//! Locale negotiation and session-scoped locale state.
//!
//! The routing layer needs exactly three locale operations: read the active
//! locale, set it, and detect a visitor's preferred locale from client
//! signals. [`LocaleProvider`] is that seam; [`SessionLocale`] is the
//! in-tree implementation, holding one session's active code next to the
//! configured [`Locales`] table.
//!
//! The active locale is deliberately *not* process-global state: each
//! session owns its own provider instance, so parallel sessions cannot
//! observe each other's locale changes.

use std::fmt;

use crate::settings::Settings;

/// Client signals available for locale detection.
///
/// Carried per request; the provider never reads them from ambient state.
#[derive(Debug, Clone, Default, PartialEq, Eq)]
pub struct RequestSignals {
    /// The value of the language preference cookie, if the client sent one.
    pub cookie_language: Option<String>,
    /// The raw `Accept-Language` header value, if present.
    pub accept_language: Option<String>,
}

impl RequestSignals {
    /// Creates empty signals (no cookie, no header).
    pub const fn new() -> Self {
        Self {
            cookie_language: None,
            accept_language: None,
        }
    }

    /// Sets the language cookie value.
    #[must_use]
    pub fn with_cookie_language(mut self, value: impl Into<String>) -> Self {
        self.cookie_language = Some(value.into());
        self
    }

    /// Sets the `Accept-Language` header value.
    #[must_use]
    pub fn with_accept_language(mut self, value: impl Into<String>) -> Self {
        self.accept_language = Some(value.into());
        self
    }
}

/// The configured locale table: a default code plus the supported set.
#[derive(Debug, Clone, PartialEq, Eq)]
pub struct Locales {
    default: String,
    supported: Vec<String>,
}

impl Locales {
    /// Creates a locale table from a default code and the supported set.
    pub fn new(default: impl Into<String>, supported: Vec<String>) -> Self {
        Self {
            default: default.into(),
            supported,
        }
    }

    /// Builds the locale table from settings (`language_code`, `languages`).
    pub fn from_settings(settings: &Settings) -> Self {
        Self::new(settings.language_code.clone(), settings.languages.clone())
    }

    /// Returns the default locale code.
    pub fn default_code(&self) -> &str {
        &self.default
    }

    /// Returns the supported locale codes.
    pub fn supported(&self) -> &[String] {
        &self.supported
    }

    /// Returns `true` if the given code is in the supported set.
    ///
    /// Comparison is case-insensitive on the primary subtag: `"en-US"`
    /// matches a supported `"en"`.
    pub fn is_supported(&self, code: &str) -> bool {
        let primary = primary_subtag(code);
        self.supported
            .iter()
            .any(|s| s.to_lowercase() == primary)
    }

    /// Parses an `Accept-Language` header and returns the best supported match.
    ///
    /// Supports quality values (e.g., `en-US,en;q=0.9,fr;q=0.8`). Returns
    /// `None` when no listed language is supported.
    pub fn negotiate(&self, header: &str) -> Option<String> {
        let mut candidates: Vec<(f32, String)> = Vec::new();

        for part in header.split(',') {
            let part = part.trim();
            if part.is_empty() {
                continue;
            }
            let (lang, quality) = if let Some(idx) = part.find(";q=") {
                let lang = part[..idx].trim();
                let q: f32 = part[idx + 3..].trim().parse().unwrap_or(0.0);
                (lang, q)
            } else {
                (part, 1.0)
            };

            let primary = primary_subtag(lang);
            if self.supported.iter().any(|s| s.to_lowercase() == primary) {
                candidates.push((quality, primary));
            }
        }

        candidates.sort_by(|a, b| b.0.partial_cmp(&a.0).unwrap_or(std::cmp::Ordering::Equal));
        candidates.into_iter().next().map(|(_, lang)| lang)
    }
}

/// Normalizes a language tag to its lowercase primary subtag
/// (e.g., `"en"` from `"en-US"`).
fn primary_subtag(tag: &str) -> String {
    tag.split('-').next().unwrap_or(tag).to_lowercase()
}

/// Resolves and stores the active locale for one session.
///
/// The router consumes this interface in three places: outbound URL
/// building reads [`active`](LocaleProvider::active) for the locale prefix,
/// inbound resolution calls [`set_active`](LocaleProvider::set_active) with
/// the first URL segment, and locale-less URLs trigger
/// [`detect`](LocaleProvider::detect) before the canonical redirect.
pub trait LocaleProvider: fmt::Debug {
    /// Returns the active locale code, falling back to the configured default.
    fn active(&self) -> &str;

    /// Sets the active locale code.
    ///
    /// Implementations are permissive by contract: an unrecognized code is
    /// accepted as-is and propagated to whatever consumes the locale later.
    fn set_active(&mut self, code: &str);

    /// Detects the preferred locale from the given client signals.
    fn detect(&self, signals: &RequestSignals) -> String;
}

/// Session-scoped locale state over a configured [`Locales`] table.
///
/// Detection preference order: language cookie, then `Accept-Language`
/// negotiation, then the configured default.
///
/// # Examples
///
/// ```
/// use waymark_core::locale::{Locales, LocaleProvider, RequestSignals, SessionLocale};
///
/// let locales = Locales::new("en", vec!["en".into(), "fr".into()]);
/// let mut session = SessionLocale::new(locales);
/// assert_eq!(session.active(), "en");
///
/// let signals = RequestSignals::new().with_accept_language("fr-CA,fr;q=0.9");
/// let detected = session.detect(&signals);
/// session.set_active(&detected);
/// assert_eq!(session.active(), "fr");
/// ```
#[derive(Debug, Clone)]
pub struct SessionLocale {
    locales: Locales,
    active: Option<String>,
}

impl SessionLocale {
    /// Creates a session with no active locale; reads fall back to the default.
    pub const fn new(locales: Locales) -> Self {
        Self {
            locales,
            active: None,
        }
    }

    /// Builds a session directly from settings.
    pub fn from_settings(settings: &Settings) -> Self {
        Self::new(Locales::from_settings(settings))
    }

    /// Returns the configured locale table.
    pub const fn locales(&self) -> &Locales {
        &self.locales
    }
}

impl LocaleProvider for SessionLocale {
    fn active(&self) -> &str {
        self.active
            .as_deref()
            .unwrap_or_else(|| self.locales.default_code())
    }

    fn set_active(&mut self, code: &str) {
        if !self.locales.is_supported(code) {
            tracing::warn!(locale = code, "activating unsupported locale code");
        }
        self.active = Some(code.to_string());
    }

    fn detect(&self, signals: &RequestSignals) -> String {
        if let Some(cookie) = &signals.cookie_language {
            if self.locales.is_supported(cookie) {
                return primary_subtag(cookie);
            }
        }

        if let Some(header) = &signals.accept_language {
            if let Some(lang) = self.locales.negotiate(header) {
                return lang;
            }
        }

        self.locales.default_code().to_string()
    }
}
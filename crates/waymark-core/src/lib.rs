//! # waymark-core
//!
//! Core types for the waymark routing layer: error types, settings and
//! configuration loading, locale negotiation, and logging integration.
//! This crate has no routing logic of its own and provides the foundation
//! for the routing crate.
//!
//! ## Modules
//!
//! - [`error`] - Error types and result aliases
//! - [`settings`] - Routing-layer settings and global configuration
//! - [`settings_loader`] - TOML/JSON settings loading with env overrides
//! - [`locale`] - Locale table, negotiation, and session locale state
//! - [`logging`] - Tracing-based logging integration

pub mod error;
pub mod locale;
pub mod logging;
pub mod settings;
pub mod settings_loader;

// Re-export the most commonly used types at the crate root.
pub use error::{WaymarkError, WaymarkResult};
pub use locale::{LocaleProvider, Locales, RequestSignals, SessionLocale};
pub use settings::{Settings, SETTINGS};
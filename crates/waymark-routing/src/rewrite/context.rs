//! Per-session routing state.
//!
//! Everything mutable that the rewrite chain touches lives here: the
//! session's locale provider, the per-request client signals used for
//! locale detection, and the segment-vs-parameter flip-flop written by the
//! detail router. One context belongs to one logical session; concurrent
//! requests sharing a session must serialize access to it.

use waymark_core::locale::{LocaleProvider, RequestSignals, SessionLocale};
use waymark_core::settings::Settings;

/// The mutable state threaded through every rewrite call.
///
/// # Examples
///
/// ```
/// use waymark_core::settings::Settings;
/// use waymark_routing::rewrite::context::RoutingContext;
///
/// let ctx = RoutingContext::from_settings(&Settings::default());
/// assert_eq!(ctx.locale().active(), "en");
/// assert!(ctx.use_parameters());
/// ```
#[derive(Debug)]
pub struct RoutingContext {
    locale: Box<dyn LocaleProvider + Send>,
    signals: RequestSignals,
    use_parameters: bool,
}

impl RoutingContext {
    /// Creates a context over the given locale provider.
    ///
    /// The identifier flip-flop starts as "use parameters": until an
    /// inbound rewrite observes a segment-form identifier, outbound builds
    /// keep identifiers in the query string.
    pub fn new(locale: impl LocaleProvider + Send + 'static) -> Self {
        Self {
            locale: Box::new(locale),
            signals: RequestSignals::new(),
            use_parameters: true,
        }
    }

    /// Creates a context with a [`SessionLocale`] built from settings.
    pub fn from_settings(settings: &Settings) -> Self {
        Self::new(SessionLocale::from_settings(settings))
    }

    /// Attaches the client signals for the current request.
    #[must_use]
    pub fn with_signals(mut self, signals: RequestSignals) -> Self {
        self.signals = signals;
        self
    }

    /// Replaces the client signals for the current request.
    pub fn set_signals(&mut self, signals: RequestSignals) {
        self.signals = signals;
    }

    /// Returns the session's locale provider.
    pub fn locale(&self) -> &dyn LocaleProvider {
        self.locale.as_ref()
    }

    /// Returns the session's locale provider, mutably.
    pub fn locale_mut(&mut self) -> &mut dyn LocaleProvider {
        self.locale.as_mut()
    }

    /// Returns the current request's client signals.
    pub const fn signals(&self) -> &RequestSignals {
        &self.signals
    }

    /// Returns whether identifiers currently travel as parameters
    /// (`true`) or as trailing URL segments (`false`).
    pub const fn use_parameters(&self) -> bool {
        self.use_parameters
    }

    /// Records which form the identifier was last seen in.
    pub fn set_use_parameters(&mut self, use_parameters: bool) {
        self.use_parameters = use_parameters;
    }
}
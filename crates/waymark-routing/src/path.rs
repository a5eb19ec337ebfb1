//! The dispatch path model.
//!
//! A [`DispatchPath`] is the ordered sequence of directory-like segments
//! that selects which content module handles a request. Order is
//! significant: it encodes nesting in the content tree. Paths have
//! immutable value semantics; every operation returns a new path.

use std::fmt;

/// An ordered sequence of path segments.
///
/// Segments are non-empty strings; empty segments collapse when parsing a
/// URL path, so `"/en//tasks/"` and `"en/tasks"` parse identically.
///
/// # Examples
///
/// ```
/// use waymark_routing::path::DispatchPath;
///
/// let path = DispatchPath::parse("/en/tasks/42");
/// assert_eq!(path.segments(), ["en", "tasks", "42"]);
/// assert_eq!(path.tail().to_string(), "tasks/42");
/// assert_eq!(path.with_prepended("x").to_string(), "x/en/tasks/42");
/// ```
#[derive(Debug, Clone, Default, PartialEq, Eq, Hash)]
pub struct DispatchPath {
    segments: Vec<String>,
}

impl DispatchPath {
    /// Creates an empty path.
    pub const fn new() -> Self {
        Self {
            segments: Vec::new(),
        }
    }

    /// Creates a path from the given segments, in order.
    pub fn from_segments<I, S>(segments: I) -> Self
    where
        I: IntoIterator<Item = S>,
        S: Into<String>,
    {
        Self {
            segments: segments.into_iter().map(Into::into).collect(),
        }
    }

    /// Parses a `/`-separated URL path, collapsing empty segments.
    pub fn parse(path: &str) -> Self {
        Self {
            segments: path
                .split('/')
                .filter(|s| !s.is_empty())
                .map(String::from)
                .collect(),
        }
    }

    /// Returns the segments as a slice.
    pub fn segments(&self) -> &[String] {
        &self.segments
    }

    /// Returns the first segment, if any.
    pub fn first(&self) -> Option<&str> {
        self.segments.first().map(String::as_str)
    }

    /// Returns the segment at the given index, if any.
    pub fn get(&self, index: usize) -> Option<&str> {
        self.segments.get(index).map(String::as_str)
    }

    /// Returns the number of segments.
    pub fn len(&self) -> usize {
        self.segments.len()
    }

    /// Returns `true` if the path has no segments.
    pub fn is_empty(&self) -> bool {
        self.segments.is_empty()
    }

    /// Returns a new path with the given segment prepended.
    #[must_use]
    pub fn with_prepended(&self, segment: impl Into<String>) -> Self {
        let mut segments = Vec::with_capacity(self.segments.len() + 1);
        segments.push(segment.into());
        segments.extend(self.segments.iter().cloned());
        Self { segments }
    }

    /// Returns a new path with the given segment appended.
    #[must_use]
    pub fn with_appended(&self, segment: impl Into<String>) -> Self {
        let mut segments = self.segments.clone();
        segments.push(segment.into());
        Self { segments }
    }

    /// Returns a new path with the first segment replaced.
    ///
    /// On an empty path this yields a single-segment path.
    #[must_use]
    pub fn with_first_replaced(&self, segment: impl Into<String>) -> Self {
        let mut segments = self.segments.clone();
        if segments.is_empty() {
            segments.push(segment.into());
        } else {
            segments[0] = segment.into();
        }
        Self { segments }
    }

    /// Returns a new path containing everything after the first segment.
    #[must_use]
    pub fn tail(&self) -> Self {
        Self {
            segments: self.segments.iter().skip(1).cloned().collect(),
        }
    }

    /// Returns a new path truncated to the first `len` segments.
    #[must_use]
    pub fn truncated(&self, len: usize) -> Self {
        Self {
            segments: self.segments.iter().take(len).cloned().collect(),
        }
    }

    /// Returns `true` if this path starts with all of `prefix`'s segments.
    ///
    /// An empty prefix matches every path.
    pub fn starts_with(&self, prefix: &Self) -> bool {
        self.segments.len() >= prefix.segments.len()
            && self.segments[..prefix.segments.len()] == prefix.segments[..]
    }
}

impl fmt::Display for DispatchPath {
    fn fmt(&self, f: &mut fmt::Formatter<'_>) -> fmt::Result {
        write!(f, "{}", self.segments.join("/"))
    }
}

impl FromIterator<String> for DispatchPath {
    fn from_iter<I: IntoIterator<Item = String>>(iter: I) -> Self {
        Self {
            segments: iter.into_iter().collect(),
        }
    }
}

#[cfg(test)]
mod tests {
    use super::*;

    #[test]
    fn test_parse_collapses_empty_segments() {
        assert_eq!(
            DispatchPath::parse("/en//tasks/"),
            DispatchPath::parse("en/tasks")
        );
        assert_eq!(DispatchPath::parse("/").segments(), &[] as &[String]);
        assert_eq!(DispatchPath::parse("").segments(), &[] as &[String]);
    }

    #[test]
    fn test_parse_and_display_round_trip() {
        let path = DispatchPath::parse("/en/tasks/42");
        assert_eq!(path.to_string(), "en/tasks/42");
    }

    #[test]
    fn test_first_and_get() {
        let path = DispatchPath::parse("a/b/c");
        assert_eq!(path.first(), Some("a"));
        assert_eq!(path.get(1), Some("b"));
        assert_eq!(path.get(3), None);
        assert_eq!(DispatchPath::new().first(), None);
    }

    #[test]
    fn test_with_prepended_leaves_original() {
        let path = DispatchPath::parse("tasks");
        let prefixed = path.with_prepended("en");
        assert_eq!(prefixed.segments(), ["en", "tasks"]);
        assert_eq!(path.segments(), ["tasks"]);
    }

    #[test]
    fn test_with_appended() {
        let path = DispatchPath::parse("tasks");
        assert_eq!(path.with_appended("42").segments(), ["tasks", "42"]);
    }

    #[test]
    fn test_with_first_replaced() {
        let path = DispatchPath::parse("tasks/42");
        assert_eq!(path.with_first_replaced("en").segments(), ["en", "42"]);
        assert_eq!(
            DispatchPath::new().with_first_replaced("en").segments(),
            ["en"]
        );
    }

    #[test]
    fn test_tail() {
        assert_eq!(DispatchPath::parse("en/tasks/42").tail().segments(), ["tasks", "42"]);
        assert!(DispatchPath::new().tail().is_empty());
    }

    #[test]
    fn test_truncated() {
        let path = DispatchPath::parse("tasks/42/extra");
        assert_eq!(path.truncated(1).segments(), ["tasks"]);
        assert_eq!(path.truncated(5).segments(), ["tasks", "42", "extra"]);
        assert!(path.truncated(0).is_empty());
    }

    #[test]
    fn test_starts_with() {
        let path = DispatchPath::parse("tasks/42");
        assert!(path.starts_with(&DispatchPath::new()));
        assert!(path.starts_with(&DispatchPath::parse("tasks")));
        assert!(path.starts_with(&DispatchPath::parse("tasks/42")));
        assert!(!path.starts_with(&DispatchPath::parse("tasks/42/x")));
        assert!(!path.starts_with(&DispatchPath::parse("about")));
    }

    #[test]
    fn test_from_segments() {
        let path = DispatchPath::from_segments(["tasks", "add"]);
        assert_eq!(path.to_string(), "tasks/add");
    }
}
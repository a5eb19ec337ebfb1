//! Settings for the waymark routing layer.
//!
//! This module provides the [`Settings`] struct, which holds all routing
//! configuration, and [`LazySettings`], a globally-accessible,
//! lazily-initialized settings instance.

use std::collections::HashMap;
use std::path::PathBuf;
use std::sync::OnceLock;

use serde::{Deserialize, Serialize};

/// The complete set of routing-layer settings.
///
/// Use [`SETTINGS`] to access the global instance, or construct and pass
/// instances explicitly (the routing crate takes settings by reference).
///
/// # Examples
///
/// ```
/// use waymark_core::settings::Settings;
///
/// let settings = Settings::default();
/// assert_eq!(settings.default_module, "tasks");
/// assert_eq!(settings.language_code, "en");
/// ```
#[derive(Debug, Clone, Serialize, Deserialize)]
pub struct Settings {
    // ── Core ─────────────────────────────────────────────────────────

    /// Whether debug mode is enabled.
    pub debug: bool,

    // ── Routing ──────────────────────────────────────────────────────

    /// The name of the default content module. This doubles as the reserved
    /// marker segment injected when a URL does not name an explicit module.
    pub default_module: String,
    /// The parameter key carrying a record identifier (e.g. `task`).
    pub identifier_param: String,
    /// The sub-module segment that must never be folded into an identifier
    /// (e.g. `add` for the "create a record" page).
    pub add_marker: String,
    /// Filesystem root of the content-module tree, if modules are backed by
    /// directories on disk.
    pub module_root: Option<PathBuf>,

    // ── Internationalization ─────────────────────────────────────────

    /// The default locale code (e.g. "en").
    pub language_code: String,
    /// Supported locale codes (e.g. `["en", "fr", "de"]`).
    pub languages: Vec<String>,
    /// The name of the cookie carrying a visitor's language preference.
    pub language_cookie_name: String,

    // ── Logging ──────────────────────────────────────────────────────

    /// The log level (e.g. "info", "debug", "warn").
    pub log_level: String,

    // ── Escape hatch ─────────────────────────────────────────────────

    /// Custom settings that don't fit into the above categories.
    pub extra: HashMap<String, serde_json::Value>,
}

impl Default for Settings {
    fn default() -> Self {
        Self {
            // Core
            debug: true,

            // Routing
            default_module: "tasks".to_string(),
            identifier_param: "task".to_string(),
            add_marker: "add".to_string(),
            module_root: None,

            // Internationalization
            language_code: "en".to_string(),
            languages: vec!["en".to_string()],
            language_cookie_name: "waymark_language".to_string(),

            // Logging
            log_level: "info".to_string(),

            // Extra
            extra: HashMap::new(),
        }
    }
}

/// A lazily-initialized, globally-accessible settings container.
///
/// Call [`configure`](LazySettings::configure) once at startup to set the
/// settings, then use [`get`](LazySettings::get) to access them.
///
/// # Panics
///
/// [`get`](LazySettings::get) panics if settings have not been configured.
/// [`configure`](LazySettings::configure) panics if called more than once.
pub struct LazySettings {
    inner: OnceLock<Settings>,
}

impl Default for LazySettings {
    fn default() -> Self {
        Self::new()
    }
}

impl LazySettings {
    /// Creates a new, unconfigured `LazySettings`.
    pub const fn new() -> Self {
        Self {
            inner: OnceLock::new(),
        }
    }

    /// Configures the global settings. Must be called exactly once.
    ///
    /// # Panics
    ///
    /// Panics if settings have already been configured.
    pub fn configure(&self, settings: Settings) {
        assert!(
            self.inner.set(settings).is_ok(),
            "Settings have already been configured"
        );
    }

    /// Returns a reference to the configured settings.
    ///
    /// # Panics
    ///
    /// Panics if settings have not been configured.
    pub fn get(&self) -> &Settings {
        self.inner
            .get()
            .expect("Settings have not been configured; call SETTINGS.configure() first")
    }

    /// Returns `true` if settings have been configured.
    pub fn is_configured(&self) -> bool {
        self.inner.get().is_some()
    }
}

/// The global settings instance.
pub static SETTINGS: LazySettings = LazySettings::new();
//! Core error types for the waymark routing layer.
//!
//! This module provides the [`WaymarkError`] enum covering configuration
//! errors, suspicious operations, and IO failures, together with the
//! [`WaymarkResult`] alias used throughout the workspace.
//!
//! The rewrite chain itself raises no errors of its own: malformed input
//! degrades to no-op rewrites, and the only control-flow deviation it
//! produces is a redirect outcome. The variants here exist for the
//! surrounding machinery (settings loading, parameter-map mutation,
//! filesystem tree checks).

use thiserror::Error;

/// The primary error type for the waymark workspace.
///
/// Each variant maps to an appropriate HTTP status code via
/// [`WaymarkError::status_code`], so callers embedding the router in an HTTP
/// stack can translate failures directly.
#[derive(Error, Debug)]
pub enum WaymarkError {
    /// A requested resource, module, or named entity was not found.
    #[error("Not found: {0}")]
    NotFound(String),

    /// A configuration value is missing or invalid.
    #[error("Configuration error: {0}")]
    ConfigurationError(String),

    /// The router or chain is improperly configured.
    #[error("Improperly configured: {0}")]
    ImproperlyConfigured(String),

    /// A potentially unsafe operation was detected, such as mutating an
    /// immutable parameter map or escaping the content-tree root.
    #[error("Suspicious operation: {0}")]
    SuspiciousOperation(String),

    /// An error occurred during serialization or deserialization.
    #[error("Serialization error: {0}")]
    SerializationError(String),

    /// An I/O error occurred.
    #[error("IO error: {0}")]
    IoError(#[from] std::io::Error),
}

impl WaymarkError {
    /// Returns the HTTP status code associated with this error.
    ///
    /// - `NotFound` -> 404
    /// - `SuspiciousOperation` -> 403
    /// - Everything else -> 500
    pub const fn status_code(&self) -> u16 {
        match self {
            Self::NotFound(_) => 404,
            Self::SuspiciousOperation(_) => 403,
            Self::ConfigurationError(_)
            | Self::ImproperlyConfigured(_)
            | Self::SerializationError(_)
            | Self::IoError(_) => 500,
        }
    }
}

/// A convenience type alias for `Result<T, WaymarkError>`.
pub type WaymarkResult<T> = Result<T, WaymarkError>;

^^^^^^^^

• **Task directions**
Exactly as written, reproduce the lines of the data above from the first line through the line where "is that seam;" appears.

• **Answer**
//! Locale negotiation and session-scoped locale state.
//!
//! The routing layer needs exactly three locale operations: read the active
//! locale, set it, and detect a visitor's preferred locale from client
//! signals. [`LocaleProvider`] is that seam; [`SessionLocale`] is the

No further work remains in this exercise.